The idea for the park was sparked by summers spent with John and his 10 siblings, who at one point lived by the lake in a two-storey house with no indoor plumbing, "three to four" to a bed.
"When we would graduate from our school end-of-year, we went swimming in Lake Ontario... so she thought it was a great place for a park," said John, now 78.
One of Jennie's sons took her bristol board plans to then-mayor Lloyd Jackson's house. "[Council] liked the idea and it came to fruition," John said. The park opened a few years later.
Jennie died in 1965, two years before the city unveiled a plaque to honour the park's origins at Wild Waterworks, outside the wave pool on a muggy summer day.

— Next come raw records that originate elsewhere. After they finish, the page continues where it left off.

//! Example job type `"webhook.deliver"`: signs and POSTs an event payload
//! to a subscriber-owned URL.
//!
//! Unlike a plain outbound-request connector, a failed delivery here is
//! reported as a retryable `HandlerError` rather than folded into an
//! always-`Ok` result carrying a `delivered: false` flag. That lets the
//! executor's own retry/backoff machinery drive re-delivery instead of
//! requiring a second retry system layered on top of it.

use std::time::Instant;

use async_trait::async_trait;
use clap::Parser;
use hmac::{Hmac, Mac};
use jobforge_core::{HandlerError, HandlerRegistry, JobContext, JobHandler};
use jobforge_worker::cli::Cli;
use serde::{Deserialize, Serialize};
use sha2::{Sha256, Sha512};

const MAX_RESPONSE_PREVIEW: usize = 500;

#[derive(Debug, Deserialize)]
struct WebhookDeliverPayload {
    target_url: String,
    event_type: String,
    event_id: String,
    data: serde_json::Value,
    #[serde(default)]
    secret_ref: Option<String>,
    #[serde(default = "default_algo")]
    signature_algo: String,
    #[serde(default = "default_timeout_ms")]
    timeout_ms: u64,
}

fn default_algo() -> String {
    "sha256".to_string()
}

fn default_timeout_ms() -> u64 {
    10_000
}

#[derive(Debug, Serialize)]
struct WebhookDeliverResult {
    delivered: bool,
    status: u16,
    duration_ms: u64,
    response_preview: String,
    signature: Option<String>,
    timestamp: String,
}

fn sign(body: &str, secret: &str, algo: &str) -> Result<String, HandlerError> {
    match algo {
        "sha256" => {
            let mut mac = Hmac::<Sha256>::new_from_slice(secret.as_bytes())
                .map_err(|e| HandlerError::terminal(format!("invalid signing key: {e}")))?;
            mac.update(body.as_bytes());
            Ok(hex::encode(mac.finalize().into_bytes()))
        }
        "sha512" => {
            let mut mac = Hmac::<Sha512>::new_from_slice(secret.as_bytes())
                .map_err(|e| HandlerError::terminal(format!("invalid signing key: {e}")))?;
            mac.update(body.as_bytes());
            Ok(hex::encode(mac.finalize().into_bytes()))
        }
        other => Err(HandlerError::terminal(format!(
            "signature_algo must be sha256 or sha512, got {other}"
        ))),
    }
}

struct WebhookDeliverHandler {
    client: reqwest::Client,
}

#[async_trait]
impl JobHandler for WebhookDeliverHandler {
    async fn handle(
        &self,
        payload: serde_json::Value,
        ctx: JobContext,
    ) -> Result<serde_json::Value, HandlerError> {
        let payload: WebhookDeliverPayload = serde_json::from_value(payload)
            .map_err(|e| HandlerError::terminal(format!("invalid payload: {e}")))?;

        if payload.signature_algo != "sha256" && payload.signature_algo != "sha512" {
            return Err(HandlerError::terminal(format!(
                "signature_algo must be sha256 or sha512, got {}",
                payload.signature_algo
            )));
        }

        let timestamp = chrono::Utc::now().to_rfc3339();
        let body = serde_json::json!({
            "event_type": payload.event_type,
            "event_id": payload.event_id,
            "timestamp": timestamp,
            "data": payload.data,
        });
        let body_string =
            serde_json::to_string(&body).map_err(|e| HandlerError::terminal(e.to_string()))?;

        let mut request = self
            .client
            .post(&payload.target_url)
            .timeout(std::time::Duration::from_millis(payload.timeout_ms))
            .header("Content-Type", "application/json")
            .header("User-Agent", "JobForge-Webhook/1.0")
            .header("X-JobForge-Event", &payload.event_type)
            .header("X-JobForge-Event-ID", &payload.event_id)
            .header("X-JobForge-Timestamp", &timestamp)
            .header("X-JobForge-Delivery-Attempt", ctx.attempt_no.to_string());

        let mut signature = None;
        if let Some(secret_ref) = &payload.secret_ref {
            let secret = std::env::var(secret_ref).map_err(|_| {
                HandlerError::terminal(format!("secret not found: {secret_ref}"))
            })?;
            let sig = sign(&body_string, &secret, &payload.signature_algo)?;
            request = request.header(
                "X-JobForge-Signature",
                format!("{}={}", payload.signature_algo, sig),
            );
            signature = Some(sig);
        }

        let start = Instant::now();
        let response = request
            .body(body_string)
            .send()
            .await
            .map_err(|e| HandlerError::retryable(format!("delivery request failed: {e}")))?;
        let status = response.status();
        let response_text = response
            .text()
            .await
            .map_err(|e| HandlerError::retryable(format!("failed to read response body: {e}")))?;
        let duration_ms = start.elapsed().as_millis() as u64;

        let response_preview = if response_text.len() > MAX_RESPONSE_PREVIEW {
            format!("{}... (truncated)", &response_text[..MAX_RESPONSE_PREVIEW])
        } else {
            response_text
        };

        let result = WebhookDeliverResult {
            delivered: status.is_success(),
            status: status.as_u16(),
            duration_ms,
            response_preview,
            signature,
            timestamp,
        };

        if !status.is_success() {
            return Err(HandlerError::retryable(format!(
                "subscriber returned {}",
                status.as_u16()
            ))
            .with_detail(serde_json::to_value(&result).unwrap_or(serde_json::Value::Null)));
        }

        serde_json::to_value(result).map_err(|e| HandlerError::terminal(e.to_string()))
    }
}

#[tokio::main]
async fn main() {
    jobforge_worker::logging::init();
    let cli = Cli::parse();
    let app = match jobforge_worker::config::load_from_env() {
        Ok(app) => app,
        Err(err) => {
            tracing::error!(error = %err, "configuration error");
            std::process::exit(jobforge_worker::EXIT_CONFIG_ERROR);
        }
    };

    let registry = HandlerRegistry::builder()
        .register(
            "webhook.deliver",
            WebhookDeliverHandler {
                client: reqwest::Client::new(),
            },
            std::time::Duration::from_secs(15),
            5,
        )
        .expect("single registration cannot collide")
        .build();

    if let Err(err) = jobforge_worker::run(cli, app, registry).await {
        tracing::error!(error = %err, "worker exited unexpectedly");
        std::process::exit(jobforge_worker::EXIT_CRASH);
    }
}

#[cfg(test)]
mod tests {
    use super::*;

    #[test]
    fn sha256_signature_is_deterministic_hex() {
        let sig = sign("hello", "secret", "sha256").unwrap();
        assert_eq!(sig.len(), 64);
        assert_eq!(sig, sign("hello", "secret", "sha256").unwrap());
    }

    #[test]
    fn sha512_signature_differs_from_sha256() {
        let a = sign("hello", "secret", "sha256").unwrap();
        let b = sign("hello", "secret", "sha512").unwrap();
        assert_ne!(a, b);
        assert_eq!(b.len(), 128);
    }

    #[test]
    fn unknown_algo_is_rejected() {
        assert!(sign("hello", "secret", "md5").is_err());
    }
}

But it was a different time, John said. His mother was credited as Mrs. Stanley Parker, her husband's name.
"I think it was the temperature of the time," he said. "Women were not recognized for their contributions the way are today."
The city is "righting a wrong" now with the opening of the new Jennie Florence Parker Sports Complex in Confederation Park, Mayor Andrea Horwath told CBC Hamilton.
The city held a ribbon cutting ceremony for the complex on Thursday.
"We're in a different time now, and we can take the time and space necessary to celebrate women who have contributed in in big ways to our city," she said.
After the ribbon cutting, elected officials, Jennie's extended family and a Hamilton cricket team all gathered to celebrate her and the complex.
"She would be so proud," John said. "I'm sure she would breakdown and cry when she saw this and the recognition of her contribution."
John and his 89-year-old brother Allan are Jennie's only remaining children. John described his mother as someone who "never complained, not once" and the kind of person who, "if she had something she wanted to move forward, she would do it." She was also a volunteer with the Red Cross and president of the Hamilton Women's Civic Club, he said.
"I never expected something of this magnitude for my mother," Allan said.